Obdachlosenuni: „Total viel Lebenserfahrung“

Interview mit Johannes, engagiert in der Obdachlosen-Uni und verantwortlich für den Standort Obdachlosenheim Lübecker StraSSe (Moabit). Unitopia: Du engagierst dich bei der Obdachlosen-uni. Was ist das für ein Projekt?

Johannes: Ausgangspunkt der Obdachlosen-uni ist, dass Obdachlose, die meist eine Ausbildung haben und auch total viel Lebenserfahrung, in der Öffentlichkeit eher so als „die Stinker aus der UBahn“ wahrgenommen werden, die nichts drauf haben. Das stimmt aber nicht. Sie haben oft viel Wissen und viele Fähigkeiten und wollen und können das weitergeben. Es gab aber keine Schule oder Universität für Obdachlose, zumindest nicht in Deutschland. 2012 hat Maik, der Hauptakteur, die Obdachlosenuni ins Leben gerufen.

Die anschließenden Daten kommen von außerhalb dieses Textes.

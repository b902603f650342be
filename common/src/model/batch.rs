use crate::model::format::TabularFormat;
use crate::model::mapping::FieldMapping;
use chrono::{DateTime, Utc};
use serde::{Deserialize, Serialize};

/// Lifecycle of a batch: `Uploaded -> Mapped -> Generated | Completed`.
///
/// `Generated` is reached through the generate operation, `Completed` through
/// the process operation (mapping and generation in one call). Both are terminal.
#[derive(Debug, Clone, Copy, PartialEq, Eq, Serialize, Deserialize)]
#[serde(rename_all = "lowercase")]
pub enum BatchStatus {
    Uploaded,
    Mapped,
    Generated,
    Completed,
}

impl BatchStatus {
    pub fn as_str(&self) -> &'static str {
        match self {
            BatchStatus::Uploaded => "uploaded",
            BatchStatus::Mapped => "mapped",
            BatchStatus::Generated => "generated",
            BatchStatus::Completed => "completed",
        }
    }

    pub fn parse(value: &str) -> Option<Self> {
        match value {
            "uploaded" => Some(BatchStatus::Uploaded),
            "mapped" => Some(BatchStatus::Mapped),
            "generated" => Some(BatchStatus::Generated),
            "completed" => Some(BatchStatus::Completed),
            _ => None,
        }
    }

    pub fn is_terminal(&self) -> bool {
        matches!(self, BatchStatus::Generated | BatchStatus::Completed)
    }

    /// Status after a mapping submission. Terminal batches stay terminal.
    pub fn after_mapping(self) -> Self {
        if self.is_terminal() {
            self
        } else {
            BatchStatus::Mapped
        }
    }
}

/// One uploaded file's worth of contact rows and its processing state.
#[derive(Debug, Clone, PartialEq, Serialize, Deserialize)]
pub struct Batch {
    pub batch_id: String,
    pub file_name: String,
    pub format: TabularFormat,
    pub total_contacts: u32,
    pub processed_contacts: u32,
    pub status: BatchStatus,
    #[serde(default, skip_serializing_if = "Option::is_none")]
    pub field_mapping: Option<FieldMapping>,
    /// Parsed rows as JSON, cached at upload. Not sent to API clients.
    #[serde(default, skip_serializing)]
    pub raw_data: Option<String>,
    /// MD5 hex digest of the uploaded bytes.
    #[serde(default, skip_serializing_if = "Option::is_none")]
    pub checksum: Option<String>,
    pub created_at: DateTime<Utc>,
    pub updated_at: DateTime<Utc>,
}

/// Fields supplied when a batch is created at upload time.
#[derive(Debug, Clone, PartialEq)]
pub struct NewBatch {
    pub batch_id: String,
    pub file_name: String,
    pub format: TabularFormat,
    pub total_contacts: u32,
    pub raw_data: Option<String>,
    pub checksum: Option<String>,
}

/// Partial batch update with merge semantics.
#[derive(Debug, Clone, Default, PartialEq)]
pub struct BatchUpdate {
    pub status: Option<BatchStatus>,
    pub total_contacts: Option<u32>,
    pub processed_contacts: Option<u32>,
    pub field_mapping: Option<FieldMapping>,
    pub raw_data: Option<String>,
}

impl Batch {
    /// A fresh batch: status `Uploaded`, nothing processed, no mapping.
    pub fn from_new(new: NewBatch, now: DateTime<Utc>) -> Self {
        Batch {
            batch_id: new.batch_id,
            file_name: new.file_name,
            format: new.format,
            total_contacts: new.total_contacts,
            processed_contacts: 0,
            status: BatchStatus::Uploaded,
            field_mapping: None,
            raw_data: new.raw_data,
            checksum: new.checksum,
            created_at: now,
            updated_at: now,
        }
    }

    /// Merges `update` into this batch and stamps `updated_at`.
    pub fn apply(&mut self, update: &BatchUpdate, now: DateTime<Utc>) {
        if let Some(status) = update.status {
            self.status = status;
        }
        if let Some(total) = update.total_contacts {
            self.total_contacts = total;
        }
        if let Some(processed) = update.processed_contacts {
            self.processed_contacts = processed;
        }
        if let Some(mapping) = &update.field_mapping {
            self.field_mapping = Some(mapping.clone());
        }
        if let Some(raw) = &update.raw_data {
            self.raw_data = Some(raw.clone());
        }
        // processed never exceeds total
        self.processed_contacts = self.processed_contacts.min(self.total_contacts);
        self.updated_at = now;
    }
}
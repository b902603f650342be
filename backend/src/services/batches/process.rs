//! `POST /api/batches/{batch_id}/process`: body `{"field_mapping": {...}}`.
//!
//! Stores the mapping and generates from the rows cached at upload in a
//! single call. The batch ends `completed`.

use crate::error::AppResult;
use crate::pipeline::generate::{self, GenerationReport, GenerationSettings};
use crate::services::blocking;
use crate::storage::ContactStore;
use actix_web::{web, HttpResponse, Responder, ResponseError};
use common::requests::ProcessRequest;
use std::sync::Arc;
use tokio_util::sync::CancellationToken;

pub(crate) async fn process(
    batch_id: web::Path<String>,
    store: web::Data<dyn ContactStore>,
    settings: web::Data<GenerationSettings>,
    payload: web::Json<ProcessRequest>,
) -> impl Responder {
    match process_batch(
        batch_id.into_inner(),
        store.into_inner(),
        settings.into_inner(),
        payload.into_inner(),
    )
    .await
    {
        Ok(report) => HttpResponse::Ok().json(report.to_response()),
        Err(e) => e.error_response(),
    }
}

async fn process_batch(
    batch_id: String,
    store: Arc<dyn ContactStore>,
    settings: Arc<GenerationSettings>,
    request: ProcessRequest,
) -> AppResult<GenerationReport> {
    blocking(move || {
        generate::process(
            store.as_ref(),
            &settings,
            &batch_id,
            request.field_mapping,
            &CancellationToken::new(),
        )
    })
    .await
}

#[cfg(test)]
mod tests {
    use crate::services::testing::{multipart, state, test_app};
    use actix_web::http::StatusCode;
    use actix_web::test;
    use common::model::batch::BatchStatus;
    use common::requests::{GenerationResponse, UploadResponse};
    use serde_json::{json, Value};

    #[actix_web::test]
    async fn process_completes_the_batch() {
        let s = state();
        let app = test_app!(s).await;
        let (content_type, body) = multipart(
            "people.csv",
            b"Full Name;Mobile;Mail\nAda Lovelace;5551234;ada@example.com\n",
        );
        let req = test::TestRequest::post()
            .uri("/api/upload")
            .insert_header(("content-type", content_type))
            .set_payload(body)
            .to_request();
        let upload: UploadResponse = test::call_and_read_body_json(&app, req).await;

        let req = test::TestRequest::post()
            .uri(&format!("/api/batches/{}/process", upload.batch_id))
            .set_json(json!({ "field_mapping": {
                "name": "Full Name", "phone": "Mobile", "email": "Mail"
            } }))
            .to_request();
        let report: GenerationResponse = test::call_and_read_body_json(&app, req).await;
        assert!(report.success);
        assert_eq!(report.processed_contacts, 1);

        let batch = s.store.get_batch(&upload.batch_id).unwrap().unwrap();
        assert_eq!(batch.status, BatchStatus::Completed);
        let contacts = s.store.get_contacts_by_batch(&upload.batch_id).unwrap();
        assert_eq!(contacts[0].fields.email, "ada@example.com");
        assert_eq!(contacts[0].fields.phone, "05551234");
    }

    #[actix_web::test]
    async fn missing_mapping_body_is_a_bad_request() {
        let s = state();
        let app = test_app!(s).await;
        let req = test::TestRequest::post()
            .uri("/api/batches/any/process")
            .set_json(json!({ "mapping": {} }))
            .to_request();
        let resp = test::call_service(&app, req).await;
        assert_eq!(resp.status(), StatusCode::BAD_REQUEST);
        let body: Value = test::read_body_json(resp).await;
        assert!(body["error"].as_str().is_some_and(|e| e.starts_with("Invalid request body")));
    }
}
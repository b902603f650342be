use super::{ContactStore, StorageError, StorageResult};
use chrono::Utc;
use common::model::batch::{Batch, BatchUpdate, NewBatch};
use common::model::contact::{Contact, ContactUpdate, NewContact};
use std::collections::HashMap;
use std::sync::{RwLock, RwLockReadGuard, RwLockWriteGuard};

/// In-process fallback store. Nothing survives a restart.
#[derive(Default)]
pub struct MemoryStore {
    inner: RwLock<Inner>,
}

#[derive(Default)]
struct Inner {
    batches: HashMap<String, Batch>,
    /// Contact id -> (insertion sequence, contact).
    contacts: HashMap<String, (u64, Contact)>,
    next_seq: u64,
}

impl MemoryStore {
    pub fn new() -> Self {
        Self::default()
    }

    fn read(&self) -> StorageResult<RwLockReadGuard<'_, Inner>> {
        self.inner.read().map_err(|_| StorageError::Poisoned)
    }

    fn write(&self) -> StorageResult<RwLockWriteGuard<'_, Inner>> {
        self.inner.write().map_err(|_| StorageError::Poisoned)
    }

    #[cfg(test)]
    pub fn batch_count(&self) -> usize {
        self.read().map(|inner| inner.batches.len()).unwrap_or(0)
    }
}

fn in_creation_order(mut entries: Vec<(u64, Contact)>) -> Vec<Contact> {
    entries.sort_by_key(|(seq, _)| *seq);
    entries.into_iter().map(|(_, c)| c).collect()
}

impl ContactStore for MemoryStore {
    fn backend_name(&self) -> &'static str {
        "memory"
    }

    fn is_durable(&self) -> bool {
        false
    }

    fn create_batch(&self, batch: NewBatch) -> StorageResult<Batch> {
        let batch = Batch::from_new(batch, Utc::now());
        self.write()?
            .batches
            .insert(batch.batch_id.clone(), batch.clone());
        Ok(batch)
    }

    fn get_batch(&self, batch_id: &str) -> StorageResult<Option<Batch>> {
        Ok(self.read()?.batches.get(batch_id).cloned())
    }

    fn update_batch(&self, batch_id: &str, update: BatchUpdate) -> StorageResult<Option<Batch>> {
        let mut inner = self.write()?;
        Ok(inner.batches.get_mut(batch_id).map(|batch| {
            batch.apply(&update, Utc::now());
            batch.clone()
        }))
    }

    fn create_contact(&self, contact: NewContact) -> StorageResult<Contact> {
        let contact = Contact::from_new(contact, Utc::now());
        let mut inner = self.write()?;
        let seq = inner.next_seq;
        inner.next_seq += 1;
        inner
            .contacts
            .insert(contact.id.clone(), (seq, contact.clone()));
        Ok(contact)
    }

    fn get_contacts_by_batch(&self, batch_id: &str) -> StorageResult<Vec<Contact>> {
        let inner = self.read()?;
        let entries = inner
            .contacts
            .values()
            .filter(|(_, c)| c.batch_id == batch_id)
            .cloned()
            .collect();
        Ok(in_creation_order(entries))
    }

    fn get_contact_by_id(&self, contact_id: &str) -> StorageResult<Option<Contact>> {
        Ok(self.read()?.contacts.get(contact_id).map(|(_, c)| c.clone()))
    }

    fn update_contact(
        &self,
        contact_id: &str,
        update: ContactUpdate,
    ) -> StorageResult<Option<Contact>> {
        let mut inner = self.write()?;
        Ok(inner.contacts.get_mut(contact_id).map(|(_, contact)| {
            contact.apply(&update, Utc::now());
            contact.clone()
        }))
    }

    fn delete_contacts_by_batch(&self, batch_id: &str) -> StorageResult<usize> {
        let mut inner = self.write()?;
        let before = inner.contacts.len();
        inner.contacts.retain(|_, (_, c)| c.batch_id != batch_id);
        Ok(before - inner.contacts.len())
    }

    fn get_all_contacts(&self) -> StorageResult<Vec<Contact>> {
        let entries = self.read()?.contacts.values().cloned().collect();
        Ok(in_creation_order(entries))
    }
}

#[cfg(test)]
mod tests {
    use super::*;
    use crate::storage::contract;

    #[test]
    fn batch_lifecycle() {
        contract::batch_lifecycle(&MemoryStore::new());
    }

    #[test]
    fn contact_lifecycle() {
        contract::contact_lifecycle(&MemoryStore::new());
    }
}
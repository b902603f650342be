use common::model::contact::{ContactField, ContactFields};
use common::model::mapping::FieldMapping;
use common::model::row::Row;

/// Applies `mapping` to one raw row.
///
/// Unmapped fields and mapped columns missing from this row both come out as
/// the empty string. Both phone fields go through [`normalize_phone`]; the
/// website is copied verbatim.
pub fn normalize(row: &Row, mapping: &FieldMapping) -> ContactFields {
    let mut fields = ContactFields::default();
    for field in ContactField::ALL {
        let value = mapping
            .column(field)
            .and_then(|column| row.get(column))
            .cloned()
            .unwrap_or_default();
        let value = match field {
            ContactField::Phone | ContactField::Phone2 => normalize_phone(&value),
            _ => value,
        };
        fields.set(field, value);
    }
    fields
}

/// Leading-zero convention for national numbers: a non-empty value that does
/// not start with `0` gets one prepended. No other validation.
pub fn normalize_phone(value: &str) -> String {
    if value.is_empty() || value.starts_with('0') {
        value.to_string()
    } else {
        format!("0{}", value)
    }
}
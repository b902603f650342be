use crate::error::{AppError, AppResult};
use crate::pipeline::normalize::normalize_phone;
use crate::pipeline::vcard;
use crate::services::blocking;
use crate::storage::ContactStore;
use actix_web::{web, HttpResponse, Responder, ResponseError};
use chrono::Utc;
use common::model::contact::{Contact, ContactUpdate};
use log::debug;
use std::sync::Arc;

pub(crate) async fn process(
    contact_id: web::Path<String>,
    store: web::Data<dyn ContactStore>,
    payload: web::Json<ContactUpdate>,
) -> impl Responder {
    match update_contact(contact_id.into_inner(), store.into_inner(), payload.into_inner()).await {
        Ok(contact) => HttpResponse::Ok().json(contact),
        Err(e) => e.error_response(),
    }
}

async fn update_contact(
    contact_id: String,
    store: Arc<dyn ContactStore>,
    mut update: ContactUpdate,
) -> AppResult<Contact> {
    update.phone = update.phone.as_deref().map(normalize_phone);
    update.phone2 = update.phone2.as_deref().map(normalize_phone);

    blocking(move || {
        let mut merged = store
            .get_contact_by_id(&contact_id)?
            .ok_or(AppError::NotFound("Contact"))?;
        if update.touches_fields() && update.vcard_data.is_none() {
            merged.apply(&update, Utc::now());
            update.vcard_data = Some(vcard::encode(&merged.fields));
            debug!("Contact {}: vCard rebuilt", contact_id);
        }
        store
            .update_contact(&contact_id, update)?
            .ok_or(AppError::NotFound("Contact"))
    })
    .await
}
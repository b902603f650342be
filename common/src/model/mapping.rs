use crate::model::contact::ContactField;
use serde::{Deserialize, Serialize};

/// User-declared association from canonical contact field to source column.
///
/// Unmapped fields are `None`; the normalizer turns them into empty strings.
#[derive(Debug, Clone, Default, PartialEq, Eq, Serialize, Deserialize)]
pub struct FieldMapping {
    #[serde(default, skip_serializing_if = "Option::is_none")]
    pub name: Option<String>,
    #[serde(default, skip_serializing_if = "Option::is_none")]
    pub email: Option<String>,
    #[serde(default, skip_serializing_if = "Option::is_none")]
    pub phone: Option<String>,
    #[serde(default, skip_serializing_if = "Option::is_none")]
    pub phone2: Option<String>,
    #[serde(default, skip_serializing_if = "Option::is_none")]
    pub company: Option<String>,
    #[serde(default, skip_serializing_if = "Option::is_none")]
    pub position: Option<String>,
    #[serde(default, skip_serializing_if = "Option::is_none")]
    pub website: Option<String>,
}

impl FieldMapping {
    /// Source column mapped to `field`, if any.
    pub fn column(&self, field: ContactField) -> Option<&str> {
        let column = match field {
            ContactField::Name => &self.name,
            ContactField::Email => &self.email,
            ContactField::Phone => &self.phone,
            ContactField::Phone2 => &self.phone2,
            ContactField::Company => &self.company,
            ContactField::Position => &self.position,
            ContactField::Website => &self.website,
        };
        column.as_deref()
    }

    /// True when no field is mapped to any column.
    pub fn is_empty(&self) -> bool {
        ContactField::ALL.iter().all(|f| self.column(*f).is_none())
    }
}
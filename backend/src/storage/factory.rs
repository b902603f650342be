use super::{MemoryStore, SharedStore, SqliteStore};
use crate::config::AppConfig;
use log::{info, warn};
use std::sync::Arc;

/// Chooses the storage backend for the lifetime of the process.
///
/// The durable store is tried exactly once. If it cannot be opened the
/// in-memory fallback is returned and the degraded mode is logged; callers
/// keep the returned handle and never re-evaluate the choice.
pub fn connect_store(config: &AppConfig) -> SharedStore {
    info!("Opening durable store at {}", config.database_path);
    match SqliteStore::open(&config.database_path) {
        Ok(store) => {
            info!("Connected to durable store - data will persist");
            Arc::new(store)
        }
        Err(e) => {
            warn!("Durable store unavailable: {}", e);
            warn!("Using in-memory storage - contacts and QR codes will not persist between restarts");
            Arc::new(MemoryStore::new())
        }
    }
}
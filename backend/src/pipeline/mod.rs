//! Row-to-contact pipeline: parse a tabular upload, normalize each row through
//! the batch's field mapping, then encode the vCard and the QR image.

pub mod generate;
pub mod normalize;
pub mod parse;
pub mod qr;
pub mod vcard;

Das begann mit einer Umfrage1 : Was können Obdachlose? Was wollen sie lernen? Die Idee ist, dass Obdachlose eine Struktur bekommen; also einen Raum, wo sie nicht nur als Lernende, sondern auch als Lehrende auftreten können.

Unitopia: Wie ist die Obdachlosenuni strukturiert? Johannes: Es gibt ein kleines Team von Engagierten. Wir machen das ehrenamtlich, aus Spaß und Überzeugung. Wir sind so 4-6 Leute, die sich darum kümmern, dass etwas passiert, die Pressearbeit machen und neue Obdachlosenheime ansprechen. Wir bieten auch an, vorbeizukommen. Das Ganze ist also auch ein mobiles Konzept. Und wenn die Heimleitungen zustimmen, treffen wir uns mit den Obdachlosen und fragen: Was wollt und könnt ihr denn so? Und daraus wird dann ein Programm gemacht. Unitopia: Wer macht mit?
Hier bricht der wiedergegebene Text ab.